I'm gonna try stuffing them with some open cell material. Not sure what yet. 

If that doesn't work. I'll drill out a big ass hole and epoxy them to the pillars. Thanks. 


Sent from my iPhone using Tapatalk


----------



## SkizeR (Apr 19, 2011)

tonynca said:


> I'm gonna try stuffing them with some open cell material. Not sure what yet.
> 
> If that doesn't work. I'll drill out a big ass hole and epoxy them to the pillars. Thanks.
> 
> ...


Try cotton or fiberglass insulation. Open cell foams "fibers" are to large for what you want to do here. 

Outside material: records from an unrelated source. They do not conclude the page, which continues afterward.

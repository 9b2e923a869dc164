use std::time::Duration;

use serde::de::DeserializeOwned;
use ureq::Agent;

use super::{Ack, DeviceMap, MemoryCommand, PortList, Result, StationApi, StationError};

/// Blocking HTTP client for the station.
///
/// One method per station capability. Errors surface immediately; the
/// caller decides whether a failure means a power cycle or a skipped
/// command.
pub struct StationClient {
    agent: Agent,
    base_url: String,
}

impl StationClient {
    /// `timeout` bounds each individual request end to end.
    pub fn new(base_url: &str, timeout: Duration) -> Self {
        let agent: Agent = Agent::config_builder()
            .timeout_global(Some(timeout))
            .http_status_as_error(false)
            .build()
            .into();
        Self {
            agent,
            base_url: base_url.trim_end_matches('/').to_string(),
        }
    }

    fn get_json<T: DeserializeOwned>(&self, path: &'static str) -> Result<T> {
        let url = format!("{}{path}", self.base_url);
        let mut response = self
            .agent
            .get(&url)
            .call()
            .map_err(|err| StationError::Transport {
                path,
                source: Box::new(err),
            })?;

        let status = response.status().as_u16();
        if !(200..300).contains(&status) {
            return Err(StationError::Status { path, status });
        }

        response
            .body_mut()
            .read_json::<T>()
            .map_err(|err| StationError::Decode {
                path,
                source: Box::new(err),
            })
    }

    /// Command responses are opaque; only the HTTP status is interpreted.
    fn post_command(&self, path: &'static str, command: &MemoryCommand) -> Result<()> {
        let url = format!("{}{path}", self.base_url);
        let response =
            self.agent
                .post(&url)
                .send_json(command)
                .map_err(|err| StationError::Transport {
                    path,
                    source: Box::new(err),
                })?;

        let status = response.status().as_u16();
        if !(200..300).contains(&status) {
            return Err(StationError::Status { path, status });
        }
        Ok(())
    }
}

impl StationApi for StationClient {
    fn power_on(&self) -> Result<Ack> {
        self.get_json("/devices/poweron")
    }

    fn power_off(&self) -> Result<Ack> {
        self.get_json("/devices/poweroff")
    }

    fn register_ports(&self) -> Result<Ack> {
        self.get_json("/ports/register")
    }

    fn available_ports(&self) -> Result<PortList> {
        self.get_json("/ports/available")
    }

    fn register_devices(&self) -> Result<Ack> {
        self.get_json("/devices/register")
    }

    fn available_devices(&self) -> Result<DeviceMap> {
        self.get_json("/devices/available")
    }

    fn submit_read(&self, board_id: &str, address: u32, port_name: &str) -> Result<()> {
        self.post_command(
            "/commands/read",
            &MemoryCommand {
                board_id,
                mem_address: address,
                port_name,
            },
        )
    }

    fn submit_write_invert(&self, board_id: &str, address: u32, port_name: &str) -> Result<()> {
        self.post_command(
            "/commands/write_invert",
            &MemoryCommand {
                board_id,
                mem_address: address,
                port_name,
            },
        )
    }
}
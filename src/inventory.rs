//! Inventory verification: is the enumerated chain complete and unique?

use std::collections::HashSet;

use crate::station::DeviceMap;

/// Decide whether a device-map snapshot covers the full chain.
///
/// Good iff the sorted slot list equals `1..=expected` and the number of
/// distinct board identities equals `expected`. The two checks are
/// independent and both necessary: a duplicated slot with unique identities
/// fails the first, a duplicated identity across valid slots fails the
/// second.
pub fn chain_is_complete(map: &DeviceMap, expected: u32) -> bool {
    let mut slots: Vec<u32> = Vec::new();
    let mut identities: HashSet<&str> = HashSet::new();

    for (_, board) in map.boards() {
        slots.push(board.slot);
        identities.insert(board.board_id.as_str());
    }
    slots.sort_unstable();

    let slots_contiguous = slots.iter().copied().eq(1..=expected);
    let identities_unique = identities.len() == expected as usize;
    slots_contiguous && identities_unique
}
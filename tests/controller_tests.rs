//! End-to-end controller scenarios against a scripted fake station.

use std::collections::VecDeque;
use std::sync::{Arc, Mutex};

use scanbench::config::Config;
use scanbench::controller::{Controller, Phase};
use scanbench::notify::Notify;
use scanbench::station::{
    Ack, Board, DeviceMap, PortList, Result as StationResult, StationApi, StationError,
};

#[derive(Debug, Clone, PartialEq, Eq)]
enum Call {
    PowerOff,
    PowerOn,
    RegisterPorts,
    AvailablePorts,
    RegisterDevices,
    AvailableDevices,
    Read {
        board_id: String,
        address: u32,
        port: String,
    },
    WriteInvert {
        board_id: String,
        address: u32,
        port: String,
    },
}

#[derive(Default)]
struct FakeStationInner {
    calls: Vec<Call>,
    /// Scripted `/devices/available` responses. The last entry repeats once
    /// the queue runs dry.
    maps: VecDeque<DeviceMap>,
    /// Fail this many power-on requests before succeeding.
    fail_power_on: u32,
    /// Read submissions at these addresses report a station failure.
    fail_read_addresses: Vec<u32>,
}

#[derive(Clone, Default)]
struct FakeStation(Arc<Mutex<FakeStationInner>>);

impl FakeStation {
    fn with_maps(maps: Vec<DeviceMap>) -> Self {
        let fake = Self::default();
        fake.0.lock().unwrap().maps = maps.into();
        fake
    }

    fn record(&self, call: Call) {
        self.0.lock().unwrap().calls.push(call);
    }

    fn calls(&self) -> Vec<Call> {
        self.0.lock().unwrap().calls.clone()
    }

    fn count(&self, predicate: impl Fn(&Call) -> bool) -> usize {
        self.calls().iter().filter(|call| predicate(call)).count()
    }

    fn ack(message: &str) -> StationResult<Ack> {
        Ok(Ack {
            message: message.to_string(),
        })
    }
}

impl StationApi for FakeStation {
    fn power_on(&self) -> StationResult<Ack> {
        self.record(Call::PowerOn);
        let mut inner = self.0.lock().unwrap();
        if inner.fail_power_on > 0 {
            inner.fail_power_on -= 1;
            return Err(StationError::Status {
                path: "/devices/poweron",
                status: 500,
            });
        }
        drop(inner);
        Self::ack("all boards powered on")
    }

    fn power_off(&self) -> StationResult<Ack> {
        self.record(Call::PowerOff);
        Self::ack("all boards powered off")
    }

    fn register_ports(&self) -> StationResult<Ack> {
        self.record(Call::RegisterPorts);
        Self::ack("ports registered")
    }

    fn available_ports(&self) -> StationResult<PortList> {
        self.record(Call::AvailablePorts);
        Ok(PortList {
            ports: vec!["PORT_A".to_string(), "PORT_B".to_string()],
        })
    }

    fn register_devices(&self) -> StationResult<Ack> {
        self.record(Call::RegisterDevices);
        Self::ack("devices registered")
    }

    fn available_devices(&self) -> StationResult<DeviceMap> {
        self.record(Call::AvailableDevices);
        let mut inner = self.0.lock().unwrap();
        if inner.maps.len() > 1 {
            Ok(inner.maps.pop_front().unwrap())
        } else {
            inner
                .maps
                .front()
                .cloned()
                .ok_or(StationError::Status {
                    path: "/devices/available",
                    status: 404,
                })
        }
    }

    fn submit_read(&self, board_id: &str, address: u32, port_name: &str) -> StationResult<()> {
        self.record(Call::Read {
            board_id: board_id.to_string(),
            address,
            port: port_name.to_string(),
        });
        if self.0.lock().unwrap().fail_read_addresses.contains(&address) {
            return Err(StationError::Status {
                path: "/commands/read",
                status: 500,
            });
        }
        Ok(())
    }

    fn submit_write_invert(
        &self,
        board_id: &str,
        address: u32,
        port_name: &str,
    ) -> StationResult<()> {
        self.record(Call::WriteInvert {
            board_id: board_id.to_string(),
            address,
            port: port_name.to_string(),
        });
        Ok(())
    }
}

#[derive(Clone, Default)]
struct RecordingNotifier(Arc<Mutex<Vec<String>>>);

impl RecordingNotifier {
    fn messages(&self) -> Vec<String> {
        self.0.lock().unwrap().clone()
    }
}

impl Notify for RecordingNotifier {
    fn publish(&self, text: &str) {
        self.0.lock().unwrap().push(text.to_string());
    }
}

/// All pacing zeroed so a full pass runs in milliseconds.
fn test_config(expected: u32) -> Config {
    let mut cfg = Config::default();
    cfg.boards.expected = expected;
    cfg.timing.cmd_wait_secs = 0;
    cfg.timing.cooldown_secs = 0;
    cfg.timing.power_settle_secs = 0;
    cfg.timing.port_settle_secs = 0;
    cfg.timing.register_settle_secs = 0;
    cfg.timing.device_settle_secs = 0;
    cfg.validate().unwrap();
    cfg
}

/// A chain of `n` boards with distinct identities, split over two ports.
fn chain_of(n: u32) -> DeviceMap {
    let mut map = DeviceMap::default();
    for slot in 1..=n {
        let port = if slot <= (n + 1) / 2 { "PORT_A" } else { "PORT_B" };
        map.ports.entry(port.to_string()).or_default().push(Board {
            slot,
            board_id: format!("nucleo-{slot:02}"),
        });
    }
    map
}

fn is_read(call: &Call) -> bool {
    matches!(call, Call::Read { .. })
}

fn is_write(call: &Call) -> bool {
    matches!(call, Call::WriteInvert { .. })
}

#[test]
fn first_pass_reads_every_board_and_address() {
    let station = FakeStation::with_maps(vec![chain_of(13)]);
    let notifier = RecordingNotifier::default();
    let mut controller = Controller::new(station.clone(), notifier, test_config(13));

    controller.run_cycle();

    // 160 addresses per board, 13 boards, zero writes on the first pass.
    assert_eq!(station.count(is_read), 160 * 13);
    assert_eq!(station.count(is_write), 0);
    assert_eq!(controller.phase(), Phase::Write);
    assert_eq!(controller.devices().boards().count(), 13);
}

#[test]
fn second_pass_write_inverts_only_the_enabled_slots() {
    let station = FakeStation::with_maps(vec![chain_of(13)]);
    let notifier = RecordingNotifier::default();
    let mut controller = Controller::new(station.clone(), notifier, test_config(13));

    controller.run_cycle();
    controller.run_cycle();

    // 146 addresses per eligible board, slots 1..=6 only.
    assert_eq!(station.count(is_write), 146 * 6);
    assert_eq!(station.count(is_read), 160 * 13);
    assert_eq!(controller.phase(), Phase::Read);

    let writes = station.calls();
    for call in writes.iter().filter(|call| is_write(call)) {
        if let Call::WriteInvert {
            board_id, address, ..
        } = call
        {
            let slot: u32 = board_id.trim_start_matches("nucleo-").parse().unwrap();
            assert!(slot <= 6, "slot {slot} is not write-enabled");
            assert!((0x1000..0x13400).contains(address));
            assert_eq!(address % 512, 0);
        }
    }
}

#[test]
fn incomplete_inventory_forces_another_power_cycle() {
    // First enumeration misses slot 7; the second is complete.
    let mut short_chain = chain_of(13);
    for boards in short_chain.ports.values_mut() {
        boards.retain(|board| board.slot != 7);
    }
    let station = FakeStation::with_maps(vec![short_chain, chain_of(13)]);
    let notifier = RecordingNotifier::default();
    let mut controller = Controller::new(station.clone(), notifier.clone(), test_config(13));

    controller.run_cycle();

    // The full power-off/on/register/fetch sequence ran twice.
    assert_eq!(station.count(|c| *c == Call::PowerOff), 2);
    assert_eq!(station.count(|c| *c == Call::PowerOn), 2);
    assert_eq!(station.count(|c| *c == Call::RegisterDevices), 2);
    assert_eq!(station.count(|c| *c == Call::AvailableDevices), 2);

    // No command was issued before the second, good enumeration.
    let calls = station.calls();
    let first_read = calls.iter().position(is_read).unwrap();
    let second_fetch = calls
        .iter()
        .enumerate()
        .filter(|(_, c)| **c == Call::AvailableDevices)
        .nth(1)
        .unwrap()
        .0;
    assert!(second_fetch < first_read);

    // One retry does not disturb phase alternation.
    assert_eq!(controller.phase(), Phase::Write);
    assert!(notifier
        .messages()
        .iter()
        .any(|m| m.contains("INCOMPLETE INVENTORY")));
}

#[test]
fn discovery_fault_is_absorbed_by_the_retry_loop() {
    let station = FakeStation::with_maps(vec![chain_of(13)]);
    station.0.lock().unwrap().fail_power_on = 1;
    let notifier = RecordingNotifier::default();
    let mut controller = Controller::new(station.clone(), notifier.clone(), test_config(13));

    controller.run_cycle();

    // The failed power-on sent the gate back to the top: two power cycles.
    assert_eq!(station.count(|c| *c == Call::PowerOff), 2);
    assert_eq!(station.count(|c| *c == Call::PowerOn), 2);
    assert_eq!(station.count(is_read), 160 * 13);
    assert!(notifier
        .messages()
        .iter()
        .any(|m| m.contains("DISCOVERY FAILED")));
}

#[test]
fn failed_command_skips_the_address_and_continues() {
    let station = FakeStation::with_maps(vec![chain_of(1)]);
    station.0.lock().unwrap().fail_read_addresses = vec![0x0200];
    let notifier = RecordingNotifier::default();
    let mut controller = Controller::new(station.clone(), notifier.clone(), test_config(1));

    controller.run_cycle();

    // Every address was still attempted, including the ones after the fault.
    assert_eq!(station.count(is_read), 160);
    assert!(station.calls().iter().any(|c| matches!(
        c,
        Call::Read { address: 0x0400, .. }
    )));
    assert!(notifier
        .messages()
        .iter()
        .any(|m| m.contains("COMMAND FAILED")));
}

#[test]
fn scan_lines_are_published_for_every_command() {
    let station = FakeStation::with_maps(vec![chain_of(1)]);
    let notifier = RecordingNotifier::default();
    let mut controller = Controller::new(station, notifier.clone(), test_config(1));

    controller.run_cycle();

    let messages = notifier.messages();
    assert!(messages.iter().any(|m| m == "READ MEMORY VALUES"));
    assert_eq!(
        messages
            .iter()
            .filter(|m| m.starts_with("READ [0x"))
            .count(),
        160
    );
    assert!(messages
        .iter()
        .any(|m| m.starts_with("READ [0x00000000] BOARD [nucleo-01]")));
}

Sent from my SM-G950U1 using Tapatalk


----------



## tonynca (Dec 4, 2009)

Thanks I will try some synthetic cotton balls 


Sent from my iPhone using Tapatalk


----------



## SkizeR (Apr 19, 2011)

tonynca said:


> Thanks I will try some synthetic cotton balls
> 
> 
> Sent from my iPhone using Tapatalk


https://www.amazon.com/Organic-Raw-...ds=raw+cotton&qid=1556072471&s=gateway&sr=8-2


----------



## tonynca (Dec 4, 2009)

SkizeR said:


> https://www.amazon.com/Organic-Raw-...ds=raw+cotton&qid=1556072471&s=gateway&sr=8-2




Not sure if I want specks of cotton seeds in the voice coil lol. I think I'll stick with cotton balls. 


Sent from my iPhone using Tapatalk


----------



## SkizeR (Apr 19, 2011)

tonynca said:


> Not sure if I want specks of cotton seeds in the voice coil lol. I think I'll stick with cotton balls.
> 
> 
> Sent from my iPhone using Tapatalk


I have loads if it at the shop. I dont think its seeds. More like little specs of, well, idk but it's all so intertwined that they arent going anywhere. Especially with now little air gets moved from a midrange 

Sent from my SM-G950U1 using Tapatalk


----------



## Patrick Bateman (Sep 11, 2006)

I don't understand this thread.

Sound is generated when a loudspeaker moves air.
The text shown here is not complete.